Bu çalışmada; glutatyon S-transferaz enzimi (GST) bıldırcın yürek dokusundan 34,0 EÜ/mg spesifik aktivite ile %10,44 verimle 78,29 kat saflaştırıldı ve karakterize edildi. Saflaştırma işlemi homojenat hazırlanması, amonyum sülfat çöktürmesi ve glutatyon-agaroz afinite kromatografisi olmak üzere üç basamakta gerçekleştirildi. Bıldırcın yürek GST enziminin saflığını test etmek ve molekül ağırlığını belirlemek için SDS-PAGE metodu kullanıldı. Saf enzime ait altbirim molekül kütlesi 26,3 kDa olarak hesaplandı. GST enziminin aktivite ölçümü 340 nm'de spektrofometrik olarak Beutler metoduna göre yapıldı. Enzime ait karakterizasyon özellikleri sırasıyla; optimum iyonik şiddet 1,2 M Tris/HCl tamponu pH=8,0, optimum pH Tris/HCl tamponu pH=8,0, optimum sıcaklık 60 ºC ve stabil pH Tris/HCl tamponu pH=9,0 olarak belirlendi. Daha sonra bıldırcın yürek GST enzimine ait substratlar olan glutatyon ve 1-kloro 2,4-dinitrobenzen'e ait KM ve Vmax değerleri glutatyon için KM değeri 1,64 mM Vmax değeri 0,50 EÜ/mL, 1-kloro 2,4-Dinitrobenzen için KM değeri 3,88 mM Vmax değeri 0,59 EÜ/mL olarak belirlendi.Anahtar kelimeler: Bıldırcın yürek, glutatyon S-transferaz, saflaştırma, karakterizasyon.

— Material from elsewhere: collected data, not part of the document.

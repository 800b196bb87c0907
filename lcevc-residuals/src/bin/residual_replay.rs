/*
 * Copyright 2025 Security Union LLC
 *
 * Licensed under either of
 *
 * * Apache License, Version 2.0
 *   (http://www.apache.org/licenses/LICENSE-2.0)
 * * MIT license
 *   (http://opensource.org/licenses/MIT)
 *
 * at your option.
 *
 * Unless you explicitly state otherwise, any contribution intentionally
 * submitted for inclusion in the work by you, as defined in the Apache-2.0
 * license, shall be dual licensed as above, without any additional terms or
 * conditions.
 */

//! Replays a JSON script of store and decoder operations against a scripted
//! mock decoder, printing one JSON line per operation.
//!
//! ```text
//! RUST_LOG=debug residual_replay session.json
//! ```

use std::fs;
use std::io::{self, Read, Write};

use anyhow::{Context, Result};
use clap::Parser;
use lcevc_residuals::{
    DecodeOrchestrator, EnhancementSample, ErrorCode, Level, MockDecoder, OrchestratorConfig,
    PacketStore, StoreConfig,
};
use serde::Deserialize;
use serde_json::{json, Value};

#[derive(Parser, Debug)]
#[clap(about = "Replay LCEVC residual store operations", version)]
struct Args {
    #[clap(value_parser, help = "Path to the JSON script, or - for stdin")]
    script: String,

    #[clap(long, help = "Print store and orchestrator statistics after the last operation")]
    stats: bool,

    #[clap(long, help = "Stop at the first operation that returns an error")]
    fail_fast: bool,
}

#[derive(Deserialize, Debug, Default)]
#[serde(default)]
struct Script {
    store: StoreConfig,
    orchestrator: OrchestratorConfig,
    decoder: DecoderScript,
    operations: Vec<Operation>,
}

#[derive(Deserialize, Debug, Default)]
#[serde(default)]
struct DecoderScript {
    width: Option<u32>,
    height: Option<u32>,
    failures: Vec<ScriptedFailure>,
    zero_dimensions: Vec<Vec<u8>>,
}

#[derive(Deserialize, Debug)]
struct ScriptedFailure {
    payload: Vec<u8>,
    code: i32,
    #[serde(default)]
    once: bool,
}

#[derive(Deserialize, Debug)]
#[serde(tag = "op", rename_all = "snake_case")]
enum Operation {
    Insert(EnhancementSample),
    Flush { start: f64, end: f64 },
    Evict,
    Coverage { time: f64 },
    Continuous { time: f64, max_gap: Option<u32> },
    Keyframe {
        time: f64,
        max_buckets_back: Option<u32>,
        #[serde(default)]
        force: bool,
    },
    Reset { time: f64 },
    Level { level: Level },
}

impl DecoderScript {
    fn build(self) -> MockDecoder {
        let mut decoder = MockDecoder::new();
        if let (Some(width), Some(height)) = (self.width, self.height) {
            decoder = decoder.with_dimensions(width, height);
        }
        for failure in self.failures {
            let code = ErrorCode::from_raw(failure.code);
            if failure.once {
                decoder.fail_once(failure.payload, code);
            } else {
                decoder.fail_on(failure.payload, code);
            }
        }
        for payload in self.zero_dimensions {
            decoder.zero_dimensions_on(payload);
        }
        decoder
    }
}

fn read_script(path: &str) -> Result<Script> {
    let text = if path == "-" {
        let mut text = String::new();
        io::stdin()
            .read_to_string(&mut text)
            .context("reading script from stdin")?;
        text
    } else {
        fs::read_to_string(path).with_context(|| format!("reading script {path}"))?
    };
    serde_json::from_str(&text).context("parsing replay script")
}

fn run(
    operation: Operation,
    store: &mut PacketStore,
    orchestrator: &mut DecodeOrchestrator<MockDecoder>,
) -> lcevc_residuals::Result<Value> {
    let max_gap = orchestrator.config().max_gap_packets;
    let max_back = orchestrator.config().max_buckets_back;
    Ok(match operation {
        Operation::Insert(sample) => {
            let start_time = sample.start_time;
            store.insert(sample);
            json!({ "op": "insert", "start_time": start_time, "packets": store.len() })
        }
        Operation::Flush { start, end } => {
            store.flush_range(start, end);
            json!({ "op": "flush", "start": start, "end": end, "packets": store.len() })
        }
        Operation::Evict => {
            store.evict_on_next_insert();
            json!({ "op": "evict" })
        }
        Operation::Coverage { time } => {
            json!({ "op": "coverage", "time": time, "covered": store.has_coverage(time) })
        }
        Operation::Continuous { time, max_gap: gap } => {
            let info = orchestrator.parse_continuous(store, time, gap.unwrap_or(max_gap))?;
            json!({ "op": "continuous", "time": time, "decoded": info })
        }
        Operation::Keyframe {
            time,
            max_buckets_back,
            force,
        } => {
            let info = orchestrator.parse_from_keyframe(
                store,
                time,
                max_buckets_back.unwrap_or(max_back),
                force,
            )?;
            json!({ "op": "keyframe", "time": time, "decoded": info })
        }
        Operation::Reset { time } => {
            orchestrator.reset(store, time)?;
            json!({ "op": "reset", "time": time, "size": orchestrator.reset_size() })
        }
        Operation::Level { level } => {
            orchestrator.set_level(level);
            json!({ "op": "level", "level": level })
        }
    })
}

fn main() -> Result<()> {
    env_logger::init();
    let args = Args::parse();

    let script = read_script(&args.script)?;
    log::info!(
        "Replaying {} operations from {}",
        script.operations.len(),
        args.script
    );

    let mut store = PacketStore::new(script.store)?;
    let mut orchestrator = DecodeOrchestrator::new(script.decoder.build(), script.orchestrator)?;

    let stdout = io::stdout();
    let mut out = stdout.lock();
    for (index, operation) in script.operations.into_iter().enumerate() {
        match run(operation, &mut store, &mut orchestrator) {
            Ok(line) => writeln!(out, "{line}")?,
            Err(err) if args.fail_fast => {
                return Err(err).with_context(|| format!("operation {index} failed"));
            }
            Err(err) => {
                log::warn!("Operation {index} failed: {err}");
                writeln!(out, "{}", json!({ "index": index, "error": err.to_string() }))?;
            }
        }
    }

    if args.stats {
        let stats = json!({
            "store": store.stats(),
            "orchestrator": orchestrator.stats(),
            "first_keyframe_offset": store.first_keyframe_offset(),
        });
        writeln!(out, "{stats}")?;
    }
    Ok(())
}
//! Headless slice exporter for synthetic case volumes.

use std::{env, fs, time::Instant};

use anyhow::{Context as _, Result};
use log::info;
use volsynth_engine::{CaseRegistry, SynthConfig, VolumeSynthesizer};

mod export;
mod options;

use options::ViewerOptions;

fn main() -> Result<()> {
    env_logger::Builder::from_env(env_logger::Env::default().default_filter_or("info")).init();

    let options = ViewerOptions::parse(env::args().skip(1))?;

    let mut registry = CaseRegistry::builtin();
    if let Some(path) = &options.cases_file {
        registry
            .load_file(path)
            .with_context(|| format!("failed to load cases from {}", path.display()))?;
    }

    if options.list {
        for id in registry.case_ids() {
            if let Some(case) = registry.get(id) {
                println!("{:<32} {:?} ({} lesions)", id, case.volume_type, case.lesion_count());
            }
        }
        return Ok(());
    }

    let config = SynthConfig { threads: options.threads, ..SynthConfig::default() };
    let synth = VolumeSynthesizer::new(registry, config).context("failed to set up the synthesizer")?;

    let started = Instant::now();
    let dims = options.dims;
    let volume = synth
        .generate(&options.case_id, dims.width, dims.height, dims.depth)
        .with_context(|| format!("failed to generate '{}'", options.case_id))?;

    fs::create_dir_all(&options.out_dir)
        .with_context(|| format!("failed to create {}", options.out_dir.display()))?;
    let slices = export::export_slices(
        &volume,
        options.axis,
        options.slices,
        &options.render_options(),
        &options.out_dir,
    )?;
    let metadata = export::write_metadata(&volume, &options.out_dir)?;

    info!(
        "Wrote {} {} slices and {} in {:.2?}",
        slices.len(),
        options.axis.as_str(),
        metadata.display(),
        started.elapsed()
    );
    Ok(())
}
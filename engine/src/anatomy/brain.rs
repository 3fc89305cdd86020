use glam::Vec3;

use super::{AnatomicalField, FieldPoint};
use crate::api::Modality;
use crate::lesion::EdemaHalo;
use crate::math::{ellipsoid_sdf, fbm_noise, mix, smoothstep, SeededRandom};
use crate::tissue::mri;

/// Radial layers of the head, as fractions of the skull ellipsoid.
const SCALP: f32 = 0.955;
const OUTER_TABLE: f32 = 0.94;
const DIPLOE: f32 = 0.918;
const INNER_TABLE: f32 = 0.902;
const DURA: f32 = 0.895;
const SUBARACHNOID: f32 = 0.88;

/// Deep structures as `(center, radii, signal)`, mirrored left/right.
const DEEP_NUCLEI: [(Vec3, Vec3, f32); 3] = [
    // caudate head
    (Vec3::new(0.13, -0.12, 0.1), Vec3::new(0.06, 0.1, 0.1), mri::DEEP_GRAY),
    // putamen
    (Vec3::new(0.26, 0.0, 0.05), Vec3::new(0.06, 0.16, 0.12), mri::DEEP_GRAY),
    // thalamus
    (Vec3::new(0.09, 0.12, 0.0), Vec3::new(0.08, 0.1, 0.09), mri::DEEP_GRAY + 20.0),
];

/// T1 post-contrast brain MRI.
#[derive(Debug, Clone)]
pub struct BrainMri {
    head_center: Vec3,
    head_radii: Vec3,
    cortex_offset: Vec3,
    ventricle_scale: f32,
    edema: Vec<EdemaHalo>,
}

impl BrainMri {
    pub fn new(rng: &mut SeededRandom) -> Self {
        Self {
            head_center: Vec3::new(0.0, 0.02, -0.05),
            head_radii: Vec3::new(0.78 * rng.range(0.95, 1.05), 0.92 * rng.range(0.96, 1.04), 0.95),
            cortex_offset: Vec3::new(rng.range(0.0, 64.0), rng.range(0.0, 64.0), rng.range(0.0, 64.0)),
            ventricle_scale: rng.range(0.85, 1.2),
            edema: Vec::new(),
        }
    }

    pub(crate) fn set_edema(&mut self, halos: Vec<EdemaHalo>) {
        self.edema = halos;
    }

    /// `(u, v, w)` with `w` pointing toward the vertex.
    fn frame(p: &FieldPoint) -> Vec3 {
        Vec3::new(p.u, p.v, 1.0 - 2.0 * p.s)
    }

    fn parenchyma(&self, here: Vec3, p: &FieldPoint, depth: f32) -> f32 {
        let grain = p.grain() * mri::TEXTURE;
        let mirrored = Vec3::new(here.x.abs(), here.y, here.z);

        // cerebellum: folia alternate gray and white around the arbor vitae
        let cerebellum_center = Vec3::new(0.0, 0.5, -0.55);
        let cerebellum = ellipsoid_sdf(here, cerebellum_center, Vec3::new(0.55, 0.32, 0.28));
        if cerebellum < 0.0 {
            let r = ((here - cerebellum_center) / Vec3::new(0.55, 0.32, 0.28)).length();
            let folia = (r * 40.0 + 3.0 * fbm_noise(p.texture + self.cortex_offset, 2)).sin();
            let base = if folia > 0.1 || r > 0.85 { mri::GRAY_MATTER } else { mri::WHITE_MATTER };
            return base + grain;
        }
        if cerebellum < 0.08 && here.z > cerebellum_center.z {
            // tentorium
            return mri::DURA + grain;
        }

        if here.z < -0.15 && (here.x * here.x + (here.y - 0.22).powi(2)).sqrt() < 0.1 {
            return mri::WHITE_MATTER * 0.95 + grain;
        }

        // interhemispheric fissure with the falx in the middle
        if here.x.abs() < 0.02 && (here.z > 0.25 || depth > 0.7) {
            return if here.x.abs() < 0.006 { mri::DURA } else { mri::CSF };
        }

        let ventricle_radii = Vec3::new(0.05, 0.34, 0.11) * self.ventricle_scale;
        let ventricle = ellipsoid_sdf(mirrored, Vec3::new(0.09, 0.0, 0.2), ventricle_radii);
        if ventricle < 0.0 {
            let plexus = ellipsoid_sdf(mirrored, Vec3::new(0.1, 0.25, 0.15), Vec3::splat(0.03));
            return if plexus < 0.0 { mri::CHOROID_PLEXUS } else { mri::CSF };
        }
        if ellipsoid_sdf(here, Vec3::new(0.0, 0.05, 0.02), Vec3::new(0.012, 0.12, 0.08)) < 0.0 {
            return mri::CSF;
        }

        for (center, radii, signal) in DEEP_NUCLEI {
            if ellipsoid_sdf(mirrored, center, radii) < 0.0 {
                return signal + grain;
            }
        }

        // cortical ribbon with sulci at the zero crossings of a noise field
        let ribbon = 0.84 + 0.05 * fbm_noise(p.texture * 0.7 + self.cortex_offset, 2);
        if depth > ribbon {
            let sulcus = fbm_noise(p.texture * 1.6 + self.cortex_offset, 3).abs();
            if sulcus < 0.05 {
                return mix(mri::CSF, mri::GRAY_MATTER, smoothstep(0.02, 0.05, sulcus));
            }
            return mri::GRAY_MATTER + grain;
        }
        mri::WHITE_MATTER + grain
    }

    fn edema_weight(&self, voxel: Vec3) -> f32 {
        self.edema.iter().map(|h| h.weight(voxel)).fold(0.0, f32::max)
    }
}

impl AnatomicalField for BrainMri {
    fn modality(&self) -> Modality {
        Modality::Mri
    }

    fn body_part(&self) -> &'static str {
        "BRAIN"
    }

    fn series_description(&self) -> &'static str {
        "MR BRAIN T1 POST GAD"
    }

    fn field_of_view_mm(&self) -> f32 {
        230.0
    }

    fn slice_thickness_mm(&self) -> f32 {
        3.0
    }

    fn accepts_lymph_nodes(&self) -> bool {
        false
    }

    fn intensity_at(&self, p: &FieldPoint) -> f32 {
        let here = Self::frame(p);
        let r = ((here - self.head_center) / self.head_radii).length();
        if r > 1.0 {
            return mri::BACKGROUND;
        }
        if r > SCALP {
            return mri::SCALP_FAT + p.grain() * mri::TEXTURE;
        }
        if r > OUTER_TABLE {
            return mri::SKULL_CORTEX;
        }
        if r > DIPLOE {
            return mri::DIPLOE + p.grain() * mri::TEXTURE;
        }
        if r > INNER_TABLE {
            return mri::SKULL_CORTEX;
        }
        if r > DURA {
            return mri::DURA;
        }
        if r > SUBARACHNOID {
            // superior sagittal sinus rides the vertex in the midline
            if here.x.abs() < 0.025 && here.z > 0.2 {
                return mri::SINUS;
            }
            return mri::CSF;
        }

        let depth = r / SUBARACHNOID;
        let tissue = self.parenchyma(here, p, depth);
        if self.edema.is_empty() || tissue <= mri::CSF + 40.0 {
            return tissue;
        }
        mix(tissue, mri::EDEMA, self.edema_weight(p.voxel))
    }
}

In this study glutathione S-transferase enzyme (EC: 2.5.1.18) from the heart of Japanese quail was purified with 34.0 EU/mg specific activity, 10.44% purification yield and 78.29 purification folds and characterized. Firstly homogenate was prepared and ammonium sulfate precipitation process was performed, then the sample applied to the glutathione-agarose gel affinity column chromatography. To check the purity GST enzyme used SDS-PAGE method. Then calculated the molar mass as 26.3 kDa by SDS-PAGE method. Enzymatic activity was measured spectrofotometrically according to Beutler`s method at 340 nm. Also characterizations study done, and the results obtained are stability-pH = 9.0 in Tris/HCL buffer, optimum pH = 8.0 in Tris/HCl buffer, optimum temperature 60 °C, optimum ionic strength was 1.2 M in Tris/HCl buffer and kinetic studies performed for determined KM and Vmax for GST purified enzyme by used both glutathione and 1-chloro 2,4-dinitrobenzen as substrate, results obtained are 1.642 mM and 0.502 EU/mL respectively for GSH substrate with 3.880 mM and 0.588 EU/mL respectively for CDNB substrate. Keywords: Quail's heart, glutathione S-transferase, purification, characterizations.